Interpret numpy.fft.fft2 output

TheChymera picture TheChymera · Jan 26, 2014 · Viewed 13.2k times · Source

My goal is to obtain a plot with the spatial frequencies of an image - kind of like doing a fourier transformation on it. I don't care about the position on the image of features with the frequency f (for instance); I'd just like to have a graphic which tells me how much of every frequency I have (the amplitude for a frequency band could be represented by the sum of contrasts with that frequency).

I am trying to do this via the numpy.fft.fft2 function.

Here is a link to a minimal example portraying my use case.

As it turns out I only get distinctly larger values for frequencies[:30,:30], and of these the absolute highest value is frequencies[0,0]. How can I interpret this?

  • What exactly does the amplitude of each value stand for?
  • What does it mean that my highest value is in frequency[0,0] What is a 0 Hz frequency?
  • Can I bin the values somehow so that my frequency spectrum is orientation agnostic?

Answer

unutbu picture unutbu · Jan 26, 2014

freq has a few very large values, and lots of small values. You can see that by plotting

plt.hist(freq.ravel(), bins=100)

(See below.) So, when you use

ax1.imshow(freq, interpolation="none")

Matplotlib uses freq.min() as the lowest value in the color range (which is by default colored blue), and freq.max() as the highest value in the color range (which is by default colored red). Since almost all the values in freq are near the blue end, the plot as a whole looks blue.

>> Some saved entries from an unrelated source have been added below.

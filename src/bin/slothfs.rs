//! The serving process: mounts the multi-workspace filesystem.

use std::path::PathBuf;

use clap::Parser;
use tracing::info;
use tracing_subscriber::{layer::SubscriberExt, util::SubscriberInitExt, EnvFilter, Layer};

use slothfs::cache::{Cache, Options as CacheOptions};
use slothfs::fs::{self, fuse::FuseDaemon, MultiFsOptions, SlothFs};
use slothfs::gitiles;

#[derive(Parser)]
#[command(author, version, about, long_about = None)]
struct Cli {
    /// Cache root directory.
    #[arg(long, env = "SLOTHFS_CACHE")]
    cache: Option<PathBuf>,

    /// Directory holding workspace manifests and clone.json.
    #[arg(long)]
    config: Option<PathBuf>,

    /// Path to a cURL-style cookie jar.
    #[arg(long)]
    cookies: Option<PathBuf>,

    /// URL of the Gitiles service.
    #[arg(long, default_value = "https://android.googlesource.com")]
    gitiles_url: String,

    /// User-Agent to report to Gitiles.
    #[arg(long, default_value = "slothfs")]
    gitiles_agent: String,

    /// Maximum sustained QPS to send to Gitiles.
    #[arg(long, default_value_t = 4.0)]
    gitiles_qps: f64,

    /// Log FUSE traffic.
    #[arg(long)]
    debug: bool,

    /// Number of FUSE serving threads.
    #[arg(long, default_value_t = 4)]
    threads: usize,

    /// Where to mount the filesystem.
    mountpoint: PathBuf,
}

#[tokio::main]
async fn main() -> Result<(), Box<dyn std::error::Error + Send + Sync>> {
    let cli = Cli::parse();

    let default_level = if cli.debug { "debug" } else { "info" };
    tracing_subscriber::registry()
        .with(
            tracing_subscriber::fmt::layer().with_filter(
                EnvFilter::try_from_default_env()
                    .unwrap_or_else(|_| EnvFilter::new(default_level)),
            ),
        )
        .init();

    let cache_dir = match cli.cache {
        Some(dir) => dir,
        None => home_cache_dir()?,
    };
    let cache = Cache::new(
        &cache_dir,
        CacheOptions {
            fetch_frequency: Some(std::time::Duration::from_secs(12 * 3600)),
        },
    )?;

    let client = gitiles::Client::new(gitiles::Options {
        address: cli.gitiles_url,
        sustained_qps: cli.gitiles_qps,
        burst_qps: 0,
        cookie_jar: cli.cookies,
        user_agent: cli.gitiles_agent,
        debug: cli.debug,
    })?;

    let mut options = MultiFsOptions {
        manifest_dir: cli.config.clone(),
        ..Default::default()
    };
    if let Some(config_dir) = &cli.config {
        let clone_json = config_dir.join("clone.json");
        if clone_json.exists() {
            let contents = std::fs::read(&clone_json)?;
            let (repo, file) = fs::read_config(&contents)?;
            options.repo_clone_rules = repo;
            options.file_clone_rules = file;
        }
    }

    let root = SlothFs::new(cache, client, options);
    root.configure_workspaces().await?;

    let daemon = FuseDaemon::new(root, &cli.mountpoint, cli.threads, false)?;
    info!(mountpoint = %cli.mountpoint.display(), "serving");

    // Unmounts cleanly on ctrl-c; otherwise serve until unmounted from
    // outside.
    let served = {
        let daemon = daemon.clone();
        tokio::task::spawn_blocking(move || daemon.wait())
    };
    tokio::select! {
        _ = tokio::signal::ctrl_c() => {
            daemon.unmount()?;
        }
        res = served => {
            res?;
        }
    }

    Ok(())
}

fn home_cache_dir() -> Result<PathBuf, std::io::Error> {
    let home = std::env::var_os("HOME").ok_or_else(|| {
        std::io::Error::new(std::io::ErrorKind::NotFound, "HOME is not set; pass --cache")
    })?;
    Ok(PathBuf::from(home).join(".cache").join("slothfs"))
}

You can get a more informative plot by rescaling the values in freq so that the low values are more widely distributed on the color range.

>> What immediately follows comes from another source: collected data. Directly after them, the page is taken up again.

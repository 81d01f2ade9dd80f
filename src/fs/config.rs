use regex::Regex;
use serde::Deserialize;

use crate::Error;

/// Configures for which paths reads should trigger a git clone. The first
/// matching rule wins.
#[derive(Clone, Debug)]
pub struct CloneRule {
    pub re: Regex,
    pub clone: bool,
}

#[derive(Deserialize)]
struct ConfigEntry {
    #[serde(rename = "File", default)]
    file: String,
    #[serde(rename = "Repo", default)]
    repo: String,
    #[serde(rename = "Clone")]
    clone: bool,
}

/// Reads a JSON clone policy: an ordered list of entries, each of which sets
/// exactly one of `File` or `Repo` to a regular expression. `File` entries
/// apply to file paths inside a project, `Repo` entries to project mount
/// paths.
pub fn read_config(contents: &[u8]) -> Result<(Vec<CloneRule>, Vec<CloneRule>), Error> {
    let entries: Vec<ConfigEntry> =
        serde_json::from_slice(contents).map_err(|e| Error::Parse(e.to_string()))?;

    let mut repo = Vec::new();
    let mut file = Vec::new();
    for e in &entries {
        let (pattern, out) = if !e.file.is_empty() {
            (&e.file, &mut file)
        } else if !e.repo.is_empty() {
            (&e.repo, &mut repo)
        } else {
            return Err(Error::Parse("must set either File or Repo".to_string()));
        };

        let re = Regex::new(pattern).map_err(|err| Error::Parse(err.to_string()))?;
        out.push(CloneRule { re, clone: e.clone });
    }

    Ok((repo, file))
}

/// Applies the first matching rule, or returns `default`.
pub(crate) fn decide(rules: &[CloneRule], path: &str, default: bool) -> bool {
    for rule in rules {
        if rule.re.is_match(path) {
            return rule.clone;
        }
    }
    default
}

For example, you can get a better distribution of values by taking the log of freq. (You probably don't want to throw away the highest values, since they correspond to frequencies with the highest power.)

import matplotlib as ml
import matplotlib.pyplot as plt
import numpy as np
import Image
file_path = "data"
image = np.asarray(Image.open(file_path).convert('L'))
freq = np.fft.fft2(image)
freq = np.abs(freq)

fig, ax = plt.subplots(nrows=2, ncols=2, figsize=(14, 6))
ax[0,0].hist(freq.ravel(), bins=100)
ax[0,0].set_title('hist(freq)')
ax[0,1].hist(np.log(freq).ravel(), bins=100)
ax[0,1].set_title('hist(log(freq))')
ax[1,0].imshow(np.log(freq), interpolation="none")
ax[1,0].set_title('log(freq)')
ax[1,1].imshow(image, interpolation="none")
plt.show()

enter image description here


From the docs:

The output, analogously to fft, contains the term for zero frequency in the low-order corner of the transformed axes,

Thus, freq[0,0] is the "zero frequency" term. In other words, it is the constant term in the discrete Fourier Transform.